I found this book on my office bookshelf and read it while waiting for my computer to update, so I didn't know anything about it going in. Although this was written in 2001, I had to access my 1994 pop news brain file for a proper reading. The book has 2 very distinct sections which highlight the voices of 2 separate black men that the author creates through his "brutal imagination". Both stories are written in verse.

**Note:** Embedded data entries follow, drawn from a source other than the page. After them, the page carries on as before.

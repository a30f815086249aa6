//! Per-user session state held server side.
//!
//! The browser only carries the session cookie. The backend token, the
//! resolved user and the key of the login's invoice draft live in the session
//! store under the keys below.

use crate::models::user::{Role, UserProfile};
use crate::services::backend_client::BackendClient;
use crate::services::draft::DraftStore;
use axum::{
    async_trait,
    extract::FromRequestParts,
    http::request::Parts,
};
use secrecy::{ExposeSecret, Secret};
use service_core::error::AppError;
use tower_sessions::Session;

pub const TOKEN_KEY: &str = "token";
pub const USER_KEY: &str = "user";

fn store_error(e: tower_sessions::session::Error) -> AppError {
    AppError::InternalError(anyhow::anyhow!("Session store error: {}", e))
}

/// Identity of the caller, passed explicitly to everything that talks to the
/// backend on the user's behalf.
#[derive(Debug, Clone)]
pub struct SessionContext {
    token: Secret<String>,
    user: Option<UserProfile>,
}

impl SessionContext {
    pub fn new(token: impl Into<String>, user: Option<UserProfile>) -> Self {
        Self {
            token: Secret::new(token.into()),
            user,
        }
    }

    pub fn token(&self) -> &str {
        self.token.expose_secret()
    }

    pub fn user(&self) -> Option<&UserProfile> {
        self.user.as_ref()
    }

    pub fn with_user(mut self, user: UserProfile) -> Self {
        self.user = Some(user);
        self
    }

    /// The signed-in user, or 401 when the identity was never resolved.
    pub fn require_user(&self) -> Result<&UserProfile, AppError> {
        self.user
            .as_ref()
            .ok_or_else(|| AppError::Unauthorized(anyhow::anyhow!("Not signed in")))
    }

    /// Read the token and cached user back out of the session, if any.
    pub async fn hydrate(session: &Session) -> Result<Option<Self>, AppError> {
        let token: Option<String> = session.get(TOKEN_KEY).await.map_err(store_error)?;
        let Some(token) = token.filter(|t| !t.is_empty()) else {
            return Ok(None);
        };
        let user: Option<UserProfile> = session.get(USER_KEY).await.map_err(store_error)?;
        Ok(Some(Self::new(token, user)))
    }

    /// Save this identity into the session, under a fresh session id.
    pub async fn persist(&self, session: &Session) -> Result<(), AppError> {
        session.cycle_id().await.map_err(store_error)?;
        session
            .insert(TOKEN_KEY, self.token.expose_secret())
            .await
            .map_err(store_error)?;
        if let Some(user) = &self.user {
            session.insert(USER_KEY, user).await.map_err(store_error)?;
        }
        session
            .insert(DraftStore::SESSION_KEY, DraftStore::new_key())
            .await
            .map_err(store_error)?;
        Ok(())
    }

    /// Forget everything stored for this browser. The login's draft becomes
    /// unreachable with its key.
    pub async fn teardown(session: &Session) -> Result<(), AppError> {
        session.flush().await.map_err(store_error)
    }
}

/// Handlers behind the role gate take the resolved identity as an extractor.
#[async_trait]
impl<S> FromRequestParts<S> for SessionContext
where
    S: Send + Sync,
{
    type Rejection = AppError;

    async fn from_request_parts(parts: &mut Parts, _state: &S) -> Result<Self, Self::Rejection> {
        parts
            .extensions
            .get::<SessionContext>()
            .cloned()
            .ok_or_else(|| AppError::Unauthorized(anyhow::anyhow!("Not signed in")))
    }
}

/// Outcome of the session guard for one protected page.
#[derive(Debug)]
pub enum Access {
    Granted(SessionContext),
    /// No usable session: send the browser to the login page.
    Login,
    /// Signed in, but with a role this page does not admit.
    Unauthorized,
}

/// Decide access from an already resolved identity.
pub fn authorize(identity: Option<SessionContext>, allowed: &[Role]) -> Access {
    let Some(context) = identity else {
        return Access::Login;
    };
    match context.user() {
        None => Access::Login,
        Some(user) if allowed.is_empty() || allowed.contains(&user.role) => {
            Access::Granted(context)
        }
        Some(_) => Access::Unauthorized,
    }
}

/// Resolve the session's identity against the backend.
///
/// Any failure of `GET /me`, transport errors included, clears the session and
/// yields no identity.
pub async fn resolve_identity(
    backend: &BackendClient,
    session: &Session,
) -> Result<Option<SessionContext>, AppError> {
    let Some(context) = SessionContext::hydrate(session).await? else {
        return Ok(None);
    };

    match backend.me(&context).await {
        Ok(user) => {
            if context.user() != Some(&user) {
                session.insert(USER_KEY, &user).await.map_err(store_error)?;
            }
            Ok(Some(context.with_user(user)))
        }
        Err(e) => {
            tracing::info!(error = %e, "Session token rejected, clearing session");
            SessionContext::teardown(session).await?;
            Ok(None)
        }
    }
}
use crate::models::invoice::{InvoiceFields, InvoiceStatus, PdfField};
use crate::services::draft::InvoiceDraft;
use crate::services::session::SessionContext;
use crate::services::uploader::{UploadFile, UploadReport};
use crate::services::workflow::{ReuploadOutcome, VendorInbox};
use crate::AppState;
use axum::{
    extract::{multipart::Field, Multipart, Path, State},
    Json,
};
use serde::{Deserialize, Serialize};
use service_core::error::AppError;
use tower_sessions::Session;

#[derive(Debug, Deserialize)]
pub struct AutofillForm {
    pub gst_number: String,
}

#[derive(Debug, Deserialize)]
pub struct DetachForm {
    pub url: String,
}

#[derive(Debug, Serialize)]
pub struct AttachReply {
    pub upload: UploadReport,
    pub draft: InvoiceDraft,
}

#[derive(Debug, Serialize)]
pub struct ClearReply {
    pub deleted: usize,
    pub draft: InvoiceDraft,
}

#[derive(Debug, Serialize)]
pub struct SubmitReply {
    pub message: &'static str,
    pub status: InvoiceStatus,
    pub draft: InvoiceDraft,
}

fn pdf_field(raw: &str) -> Result<PdfField, AppError> {
    raw.parse().map_err(AppError::invalid)
}

fn malformed(e: axum::extract::multipart::MultipartError) -> AppError {
    AppError::invalid(format!("Malformed upload: {}", e))
}

async fn read_file(field: Field<'_>) -> Result<UploadFile, AppError> {
    let file_name = field.file_name().unwrap_or("file.pdf").to_string();
    let content_type = field
        .content_type()
        .unwrap_or("application/octet-stream")
        .to_string();
    let data = field.bytes().await.map_err(malformed)?;
    Ok(UploadFile {
        file_name,
        content_type,
        data,
    })
}

pub async fn get_draft(
    State(state): State<AppState>,
    session: Session,
) -> Result<Json<InvoiceDraft>, AppError> {
    let draft = state.drafts.open(&session).await?;
    Ok(Json(draft.clone()))
}

/// Replace the draft's form fields; attached files are kept.
pub async fn update_fields(
    State(state): State<AppState>,
    session: Session,
    Json(fields): Json<InvoiceFields>,
) -> Result<Json<InvoiceDraft>, AppError> {
    let mut draft = state.drafts.open(&session).await?;
    draft.fields = fields;
    Ok(Json(draft.clone()))
}

pub async fn autofill(
    State(state): State<AppState>,
    context: SessionContext,
    session: Session,
    Json(form): Json<AutofillForm>,
) -> Result<Json<InvoiceDraft>, AppError> {
    let mut draft = state.drafts.open(&session).await?;
    state
        .workflow
        .autofill(&context, &mut draft, &form.gst_number)
        .await?;
    Ok(Json(draft.clone()))
}

/// Upload every file part of the request into one PDF slot of the draft.
pub async fn attach_pdfs(
    State(state): State<AppState>,
    session: Session,
    Path(field): Path<String>,
    mut multipart: Multipart,
) -> Result<Json<AttachReply>, AppError> {
    let field = pdf_field(&field)?;

    let mut files = Vec::new();
    while let Some(part) = multipart.next_field().await.map_err(malformed)? {
        if part.file_name().is_some() {
            files.push(read_file(part).await?);
        }
    }

    let mut draft = state.drafts.open(&session).await?;
    let upload = state.workflow.attach(&mut draft, field, files).await?;
    Ok(Json(AttachReply {
        upload,
        draft: draft.clone(),
    }))
}

pub async fn detach_pdf(
    State(state): State<AppState>,
    session: Session,
    Path(field): Path<String>,
    Json(form): Json<DetachForm>,
) -> Result<Json<InvoiceDraft>, AppError> {
    let field = pdf_field(&field)?;
    let mut draft = state.drafts.open(&session).await?;
    state.workflow.detach(&mut draft, field, &form.url).await?;
    Ok(Json(draft.clone()))
}

pub async fn clear_draft(
    State(state): State<AppState>,
    session: Session,
) -> Result<Json<ClearReply>, AppError> {
    let mut draft = state.drafts.open(&session).await?;
    let deleted = state.workflow.clear(&mut draft).await;
    Ok(Json(ClearReply {
        deleted,
        draft: draft.clone(),
    }))
}

pub async fn submit_draft(
    State(state): State<AppState>,
    context: SessionContext,
    session: Session,
) -> Result<Json<SubmitReply>, AppError> {
    let mut draft = state.drafts.open(&session).await?;
    let status = state.workflow.submit(&context, &mut draft).await?;
    Ok(Json(SubmitReply {
        message: "Invoice submitted successfully",
        status,
        draft: draft.clone(),
    }))
}

pub async fn inbox(
    State(state): State<AppState>,
    context: SessionContext,
) -> Result<Json<VendorInbox>, AppError> {
    Ok(Json(state.workflow.vendor_inbox(&context).await?))
}

/// Multipart body: a `fields` part holding the corrected fields as JSON, plus
/// any number of `po_pdf` / `invoice_pdf` file parts.
pub async fn reupload(
    State(state): State<AppState>,
    context: SessionContext,
    Path(invoice_id): Path<String>,
    mut multipart: Multipart,
) -> Result<Json<ReuploadOutcome>, AppError> {
    let mut fields: Option<InvoiceFields> = None;
    let mut po_pdf = Vec::new();
    let mut invoice_pdf = Vec::new();

    while let Some(part) = multipart.next_field().await.map_err(malformed)? {
        match part.name() {
            Some("fields") => {
                let text = part.text().await.map_err(malformed)?;
                fields = Some(serde_json::from_str(&text).map_err(|e| {
                    AppError::invalid(format!("Invalid invoice fields: {}", e))
                })?);
            }
            Some("po_pdf") => po_pdf.push(read_file(part).await?),
            Some("invoice_pdf") => invoice_pdf.push(read_file(part).await?),
            _ => {}
        }
    }
    let fields = fields.ok_or_else(|| AppError::invalid("Missing invoice fields"))?;

    let inbox = state.workflow.vendor_inbox(&context).await?;
    let selected = inbox.invoices.iter().find(|i| i.id() == invoice_id);

    let outcome = state
        .workflow
        .reupload(
            &context,
            selected,
            fields,
            vec![
                (PdfField::PoPdf, po_pdf),
                (PdfField::InvoicePdf, invoice_pdf),
            ],
        )
        .await?;
    Ok(Json(outcome))
}
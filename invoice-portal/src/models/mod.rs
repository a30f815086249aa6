pub mod audit;
pub mod invoice;
pub mod user;
pub mod vendor;

pub use audit::AuditLogEntry;
pub use invoice::{
    next_status, Invoice, InvoiceAction, InvoiceFields, InvoiceStatus, NewPdfs, PdfField, PdfSet,
    TransitionError,
};
pub use user::{Role, UserProfile};
pub use vendor::Vendor;

/// Deserializers for backend fields whose JSON type is not stable.
pub(crate) mod opaque {
    use serde::{Deserialize, Deserializer};

    #[derive(Deserialize)]
    #[serde(untagged)]
    enum Raw {
        Text(String),
        Int(i64),
        UInt(u64),
        Float(f64),
        Bool(bool),
    }

    /// Accept a string, a number, a boolean or null and keep it as text.
    pub fn text<'de, D>(deserializer: D) -> Result<String, D::Error>
    where
        D: Deserializer<'de>,
    {
        Ok(match Option::<Raw>::deserialize(deserializer)? {
            None => String::new(),
            Some(Raw::Text(s)) => s,
            Some(Raw::Int(n)) => n.to_string(),
            Some(Raw::UInt(n)) => n.to_string(),
            Some(Raw::Float(f)) if f.fract() == 0.0 && f.abs() < 1e15 => (f as i64).to_string(),
            Some(Raw::Float(f)) => f.to_string(),
            Some(Raw::Bool(b)) => b.to_string(),
        })
    }

    /// A missing key and an explicit null both give the default.
    pub fn or_default<'de, D, T>(deserializer: D) -> Result<T, D::Error>
    where
        D: Deserializer<'de>,
        T: Deserialize<'de> + Default,
    {
        Ok(Option::<T>::deserialize(deserializer)?.unwrap_or_default())
    }

}
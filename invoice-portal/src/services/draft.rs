use crate::models::invoice::{InvoiceFields, PdfField, PdfSet};
use crate::services::uploader::UploadReport;
use serde::Serialize;
use service_core::error::AppError;
use std::collections::HashMap;
use std::sync::{Arc, Mutex, PoisonError};
use std::time::{Duration, Instant};
use tokio::sync::{Mutex as DraftLock, OwnedMutexGuard};
use tower_sessions::Session;

/// An invoice the vendor is still filling in. Lives server side, keyed by the
/// login that started it, until it is submitted or cleared.
#[derive(Debug, Clone, Default, PartialEq, Serialize)]
pub struct InvoiceDraft {
    pub fields: InvoiceFields,
    pub pdfs: PdfSet,
    /// Storage keys uploaded for this draft and not yet submitted.
    #[serde(skip_serializing)]
    pub pending_keys: Vec<String>,
}

/// Exclusive access to one login's draft. Held from read to write so that
/// overlapping requests of the same browser apply one after the other.
pub type DraftGuard = OwnedMutexGuard<InvoiceDraft>;

struct Slot {
    draft: Arc<DraftLock<InvoiceDraft>>,
    touched: Instant,
}

/// Drafts of every signed-in vendor. Slots idle for longer than the session
/// lifetime are dropped.
#[derive(Clone)]
pub struct DraftStore {
    slots: Arc<Mutex<HashMap<String, Slot>>>,
    idle_ttl: Duration,
}

impl DraftStore {
    /// Session key holding the draft key of the current login.
    pub const SESSION_KEY: &'static str = "draft_key";

    pub fn new(idle_ttl: Duration) -> Self {
        Self {
            slots: Arc::new(Mutex::new(HashMap::new())),
            idle_ttl,
        }
    }

    /// A fresh key; written into the session at login.
    pub fn new_key() -> String {
        uuid::Uuid::new_v4().to_string()
    }

    /// Lock the draft of the session's login, creating an empty one on first use.
    pub async fn open(&self, session: &Session) -> Result<DraftGuard, AppError> {
        let key = Self::key_of(session).await?;
        Ok(self.lock(key).await)
    }

    /// Forget the draft of the session's login. Uploaded objects are not touched.
    pub async fn discard(&self, session: &Session) -> Result<(), AppError> {
        if let Some(key) = session.get::<String>(Self::SESSION_KEY).await.map_err(store_error)? {
            self.slots
                .lock()
                .unwrap_or_else(PoisonError::into_inner)
                .remove(&key);
        }
        Ok(())
    }

    async fn key_of(session: &Session) -> Result<String, AppError> {
        session
            .get::<String>(Self::SESSION_KEY)
            .await
            .map_err(store_error)?
            .ok_or_else(|| AppError::Unauthorized(anyhow::anyhow!("Not signed in")))
    }

    async fn lock(&self, key: String) -> DraftGuard {
        let draft = {
            let mut slots = self.slots.lock().unwrap_or_else(PoisonError::into_inner);
            let now = Instant::now();
            slots.retain(|_, slot| {
                Arc::strong_count(&slot.draft) > 1 || now.duration_since(slot.touched) < self.idle_ttl
            });
            let slot = slots.entry(key).or_insert_with(|| Slot {
                draft: Arc::new(DraftLock::new(InvoiceDraft::default())),
                touched: now,
            });
            slot.touched = now;
            slot.draft.clone()
        };
        draft.lock_owned().await
    }
}

fn store_error(e: tower_sessions::session::Error) -> AppError {
    AppError::InternalError(anyhow::anyhow!("Session store error: {}", e))
}

impl InvoiceDraft {
    /// Append every stored file of the batch, in order.
    pub fn record(&mut self, report: &UploadReport) {
        for (url, key) in report.uploaded() {
            self.pdfs.append(report.field, url.to_string());
            self.pending_keys.push(key.to_string());
        }
    }

    pub fn holds(&self, field: PdfField, url: &str) -> bool {
        self.pdfs.urls(field).iter().any(|u| u == url)
    }

    /// Drop a file the vendor removed; `key` is its storage key.
    pub fn forget(&mut self, field: PdfField, url: &str, key: &str) -> bool {
        let removed = self.pdfs.remove(field, url);
        self.pending_keys.retain(|k| k != key);
        removed
    }

    pub fn reset(&mut self) {
        *self = Self::default();
    }
}
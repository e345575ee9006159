use chrono::{DateTime, Utc};
use serde::{Deserialize, Serialize};

use super::deserialize_id;

/// Role of a message sender
#[derive(Debug, Clone, Copy, Serialize, Deserialize, PartialEq, Eq)]
#[serde(rename_all = "lowercase")]
pub enum MessageRole {
    User,
    Assistant,
    System,
}

/// A single chat message.
#[derive(Debug, Clone, Serialize, Deserialize, PartialEq)]
pub struct Message {
    #[serde(deserialize_with = "deserialize_id")]
    pub id: String,
    pub role: MessageRole,
    #[serde(default)]
    pub content: String,
    #[serde(default = "Utc::now", alias = "createdAt")]
    pub created_at: DateTime<Utc>,
    /// Set while the reply is still arriving
    #[serde(default)]
    pub is_streaming: bool,
    /// Failure reported by the backend for this reply
    #[serde(default, skip_serializing_if = "Option::is_none")]
    pub error: Option<String>,
}

impl Message {
    pub fn new(id: impl Into<String>, role: MessageRole, content: impl Into<String>) -> Self {
        Self {
            id: id.into(),
            role,
            content: content.into(),
            created_at: Utc::now(),
            is_streaming: false,
            error: None,
        }
    }

    pub fn user(id: impl Into<String>, content: impl Into<String>) -> Self {
        Self::new(id, MessageRole::User, content)
    }

    /// An empty assistant message waiting for streamed content.
    pub fn streaming_assistant(id: impl Into<String>) -> Self {
        Self {
            is_streaming: true,
            ..Self::new(id, MessageRole::Assistant, String::new())
        }
    }

    /// Append a streamed fragment.
    pub fn append_token(&mut self, token: &str) {
        self.content.push_str(token);
    }

    /// Mark the message complete.
    pub fn finalize(&mut self) {
        self.is_streaming = false;
    }
}

/// A conversation and its messages.
#[derive(Debug, Clone, Serialize, Deserialize, PartialEq)]
pub struct Conversation {
    #[serde(deserialize_with = "deserialize_id")]
    pub id: String,
    #[serde(default)]
    pub title: String,
    #[serde(default)]
    pub messages: Vec<Message>,
    #[serde(default = "Utc::now", alias = "createdAt")]
    pub created_at: DateTime<Utc>,
}

impl Conversation {
    pub fn new(id: impl Into<String>, title: impl Into<String>) -> Self {
        Self {
            id: id.into(),
            title: title.into(),
            messages: Vec::new(),
            created_at: Utc::now(),
        }
    }

    pub fn message(&self, message_id: &str) -> Option<&Message> {
        self.messages.iter().find(|m| m.id == message_id)
    }

    /// The assistant message currently being streamed, if any.
    pub fn streaming_message_mut(&mut self) -> Option<&mut Message> {
        self.messages
            .iter_mut()
            .rev()
            .find(|m| m.is_streaming && m.role == MessageRole::Assistant)
    }
}

/// Body of `GET /conversations`: either a bare array or wrapped in an object.
#[derive(Debug, Clone, Deserialize, PartialEq)]
#[serde(untagged)]
pub enum ConversationList {
    Bare(Vec<Conversation>),
    Wrapped { conversations: Vec<Conversation> },
}

impl ConversationList {
    pub fn into_vec(self) -> Vec<Conversation> {
        match self {
            ConversationList::Bare(list) => list,
            ConversationList::Wrapped { conversations } => conversations,
        }
    }
}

The first story is written with the voice of the eventually-found-to-be-fictitious black man accused of carjacking and kidnapping Susan Smith's children in 1994. If you recall the outcome, 9 days after reporting the children taken, she admitted to drowning them in her car. But for those 9 days, this black man existed in the minds of news watchers, and he has been given a voice:
A few nights ago
A man swears he saw me pump gas
With the children
At a convenience store
Like a punchline you get the next day

There's a small interlude section where the writer laments with various fictitious black characters who were also brought to life without their consent: Uncle Tom, Uncle Ben, Aunt Jemima, Buckwheat, Stepin Fetchit. Of Uncle Ben he says, "Like him I live, but never agreed to it.".

The second story in the book became part of the text to a "roots" jazz opera called The Running Man which seems to be about an intelligent, well-read black man who chooses a life of crime because it chooses him.
Nothing can run when you've broken its legs.
Nothing can fly when you trim its feathers
With a knife, a stone...
I am young
And they think
Maybe I'll escape
Becoming a certain type
Of man...
I can read the white
Man's voodoo,
Powerful spells
Which have eaten
The world,
And prevented
Anything good from sticking here,
I am young
And they hope
I will hone my studies
Into a terrible blade.

I think this is the message of the stories--that white men (and women) have created and believed a narrative of what a black man is, creating this in both fiction and reality through their words and actions. Break something enough times and it stays broken. I wanted this book to end with a solution. But it doesn't. 18 years after this was written, we still haven't arrived at a solution. The author says of the "running man" of the 2nd narrative, "what pushes him up will keep him down." Basically, the circumstances which create him keep him from overcoming. Perhaps we're progressing as a society. Maybe there eventually will be enough voices to change the narrative, but we still have a long way to go. These narratives still don't have happy endings when, in 2018, a black security guard can be assumed by a policeman to be the perpetrator because he's black. Why? Because the policeman created a fictitious black shooter that needed to be stopped, and he stopped him. Solution? Let me know when you find one.